Alma-Tadema specialised in highly sentimental domestic and genre scenes of women and children, often in Dutch 17th-century settings and style, like Love's Beginning, Hush-a-bye, The Carol, At the Doorway (c.1898, shown right) and Sunshine. She painted some classical subjects and landscapes akin to those of her husband, but in general her main influence was 17th-century Dutch art, which was a far less restrained influence in her work than his.
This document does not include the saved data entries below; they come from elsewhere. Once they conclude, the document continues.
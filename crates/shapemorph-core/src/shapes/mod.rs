//! Shape kinds, instances, and the shape factory.

mod hexagon;
mod square;
mod triangle;

use std::collections::HashMap;

use kurbo::{Affine, BezPath, Point, Rect, Shape as KurboShape, Size};
use peniko::Color;
use serde::{Deserialize, Serialize};
use uuid::Uuid;

/// Unique identifier for shape instances.
///
/// Doubles as the opaque gesture target handle and as the owner identity
/// for cached per-instance materials.
pub type ShapeId = Uuid;

/// Circumradius of a freshly created shape, in screen pixels.
pub const BASE_RADIUS: f64 = 50.0;

/// The three shape kinds the demo can morph between.
#[derive(Debug, Clone, Copy, PartialEq, Eq, Hash, Default, Serialize, Deserialize)]
pub enum ShapeKind {
    #[default]
    Hexagon,
    Square,
    Triangle,
}

impl ShapeKind {
    /// Cycle to the next kind (menu order).
    pub fn next(self) -> Self {
        match self {
            ShapeKind::Hexagon => ShapeKind::Square,
            ShapeKind::Square => ShapeKind::Triangle,
            ShapeKind::Triangle => ShapeKind::Hexagon,
        }
    }

    /// Outline vertices at `BASE_RADIUS`, centered on the origin.
    pub fn base_vertices(&self) -> Vec<Point> {
        match self {
            ShapeKind::Hexagon => hexagon::vertices(BASE_RADIUS),
            ShapeKind::Square => square::vertices(BASE_RADIUS),
            ShapeKind::Triangle => triangle::vertices(BASE_RADIUS),
        }
    }

    /// Closed outline path at `BASE_RADIUS`, centered on the origin.
    pub fn base_path(&self) -> BezPath {
        polygon_path(&self.base_vertices())
    }
}

/// Build a closed polygon path from its vertices.
pub(crate) fn polygon_path(vertices: &[Point]) -> BezPath {
    let mut path = BezPath::new();
    if let Some((first, rest)) = vertices.split_first() {
        path.move_to(*first);
        for v in rest {
            path.line_to(*v);
        }
        path.close_path();
    }
    path
}

/// Serializable color representation (RGBA8).
#[derive(Debug, Clone, Copy, PartialEq, Eq, Serialize, Deserialize)]
pub struct Rgba {
    pub r: u8,
    pub g: u8,
    pub b: u8,
    pub a: u8,
}

impl Rgba {
    pub fn new(r: u8, g: u8, b: u8, a: u8) -> Self {
        Self { r, g, b, a }
    }

    pub fn white() -> Self {
        Self::new(255, 255, 255, 255)
    }

    /// Convert from HSV (`hue` in degrees, `saturation`/`value` in [0, 1]).
    pub fn from_hsv(hue: f64, saturation: f64, value: f64) -> Self {
        let h = hue.rem_euclid(360.0) / 60.0;
        let c = value * saturation;
        let x = c * (1.0 - (h % 2.0 - 1.0).abs());
        let (r, g, b) = match h as u32 {
            0 => (c, x, 0.0),
            1 => (x, c, 0.0),
            2 => (0.0, c, x),
            3 => (0.0, x, c),
            4 => (x, 0.0, c),
            _ => (c, 0.0, x),
        };
        let m = value - c;
        Self::new(
            ((r + m) * 255.0).round() as u8,
            ((g + m) * 255.0).round() as u8,
            ((b + m) * 255.0).round() as u8,
            255,
        )
    }
}

impl From<Color> for Rgba {
    fn from(color: Color) -> Self {
        let rgba = color.to_rgba8();
        Self {
            r: rgba.r,
            g: rgba.g,
            b: rgba.b,
            a: rgba.a,
        }
    }
}

impl From<Rgba> for Color {
    fn from(color: Rgba) -> Self {
        Color::from_rgba8(color.r, color.g, color.b, color.a)
    }
}

/// Pick a pseudo-random vivid color.
///
/// Uses a counter + hash approach (splitmix32-like) rather than an RNG, so
/// the sequence is deterministic within a run and works on all platforms.
pub fn random_color() -> Rgba {
    use std::sync::atomic::{AtomicU32, Ordering};

    static COLOR_COUNTER: AtomicU32 = AtomicU32::new(1);

    let counter = COLOR_COUNTER.fetch_add(1, Ordering::Relaxed);

    let mut x = counter.wrapping_mul(0x9E3779B9);
    x ^= x >> 16;
    x = x.wrapping_mul(0x85EBCA6B);
    x ^= x >> 13;
    x = x.wrapping_mul(0xC2B2AE35);
    x ^= x >> 16;

    let hue = (x % 360) as f64;
    let saturation = 0.6 + ((x >> 9) % 100) as f64 / 250.0;
    let value = 0.75 + ((x >> 17) % 100) as f64 / 400.0;
    Rgba::from_hsv(hue, saturation, value)
}

/// A live shape in the scene.
///
/// Carries the transform the controller animates and the dissolve amount
/// the morph transition drives (0 = fully visible, 1 = fully hidden).
#[derive(Debug, Clone, Serialize, Deserialize)]
pub struct ShapeInstance {
    id: ShapeId,
    pub kind: ShapeKind,
    /// Center position in screen coordinates.
    pub position: Point,
    /// Rotation in radians (around center).
    pub rotation: f64,
    /// Uniform scale relative to `BASE_RADIUS`.
    pub scale: f64,
    /// Fill color.
    pub color: Rgba,
    /// Dissolve amount in [0, 1].
    pub dissolve_amount: f64,
}

impl ShapeInstance {
    /// Create an instance with default transform and a fresh random color.
    pub fn new(kind: ShapeKind) -> Self {
        Self {
            id: Uuid::new_v4(),
            kind,
            position: Point::ZERO,
            rotation: 0.0,
            scale: 1.0,
            color: random_color(),
            dissolve_amount: 0.0,
        }
    }

    pub fn id(&self) -> ShapeId {
        self.id
    }

    /// Local-to-screen transform.
    pub fn transform(&self) -> Affine {
        Affine::translate(self.position.to_vec2())
            * Affine::rotate(self.rotation)
            * Affine::scale(self.scale)
    }

    /// Outline path in screen coordinates.
    pub fn path(&self) -> BezPath {
        let mut path = self.kind.base_path();
        path.apply_affine(self.transform());
        path
    }

    /// Axis-aligned bounding box in screen coordinates.
    pub fn bounds(&self) -> Rect {
        self.path().bounding_box()
    }

    /// Bounding box size in screen coordinates.
    pub fn size(&self) -> Size {
        self.bounds().size()
    }

    /// Check if a screen point lies inside the shape.
    pub fn hit_test(&self, point: Point) -> bool {
        self.path().contains(point)
    }
}

/// Constructor for a custom shape variant.
pub type ShapeConstructor = Box<dyn Fn() -> ShapeInstance + Send + Sync>;

/// Creates shape instances by kind.
///
/// A constructor can be registered per kind; without one, `create` falls
/// back to the built-in primitive, so creation always succeeds.
#[derive(Default)]
pub struct ShapeFactory {
    constructors: HashMap<ShapeKind, ShapeConstructor>,
}

impl ShapeFactory {
    pub fn new() -> Self {
        Self::default()
    }

    /// Register a custom constructor for a kind.
    pub fn register(&mut self, kind: ShapeKind, constructor: ShapeConstructor) {
        self.constructors.insert(kind, constructor);
    }

    /// Create an instance of the given kind.
    pub fn create(&self, kind: ShapeKind) -> ShapeInstance {
        match self.constructors.get(&kind) {
            Some(constructor) => constructor(),
            None => ShapeInstance::new(kind),
        }
    }
}

impl std::fmt::Debug for ShapeFactory {
    fn fmt(&self, f: &mut std::fmt::Formatter<'_>) -> std::fmt::Result {
        f.debug_struct("ShapeFactory")
            .field("registered", &self.constructors.keys().collect::<Vec<_>>())
            .finish()
    }
}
She studied the works of Vermeer and de Hooch on visits to the Low Countries. Alma-Tadema, like her husband, numbered her work chronologically by giving them Opus numbers.

== Depictions ==
As well as frequently being painted by her husband after their marriage (The Women of Amphissa of 1887 being a notable example), she is also shown in a seated statuette by Amendola in 1879, a bust by Jules Dalou in 1876, and a portrait by Jules Bastien-Lepage.

== Works ==
- Always Welcome, showing a child at her mother's sick-bed (held at the Russell-Cotes Art Gallery & Museum)
- Ruin (and children), an Italianate scene (also held at the Russell-Cotes)
- Hawking - Medieval (held at the Bury Art Museum)
- Mamma's chair (1873; Alma-Tadema's "Opus V")
- Sweet Industry (1904), showing women weaving (held at Manchester Art Gallery)
- George Eliot (pencil portrait, 1877; held at the National Portrait Gallery)
- A Knock at the Door (1897; held at the Currier Museum of Art in Manchester, New Hampshire)
- Young Girl Dressing (c.1889; held at the National Gallery of Art, Washington, DC)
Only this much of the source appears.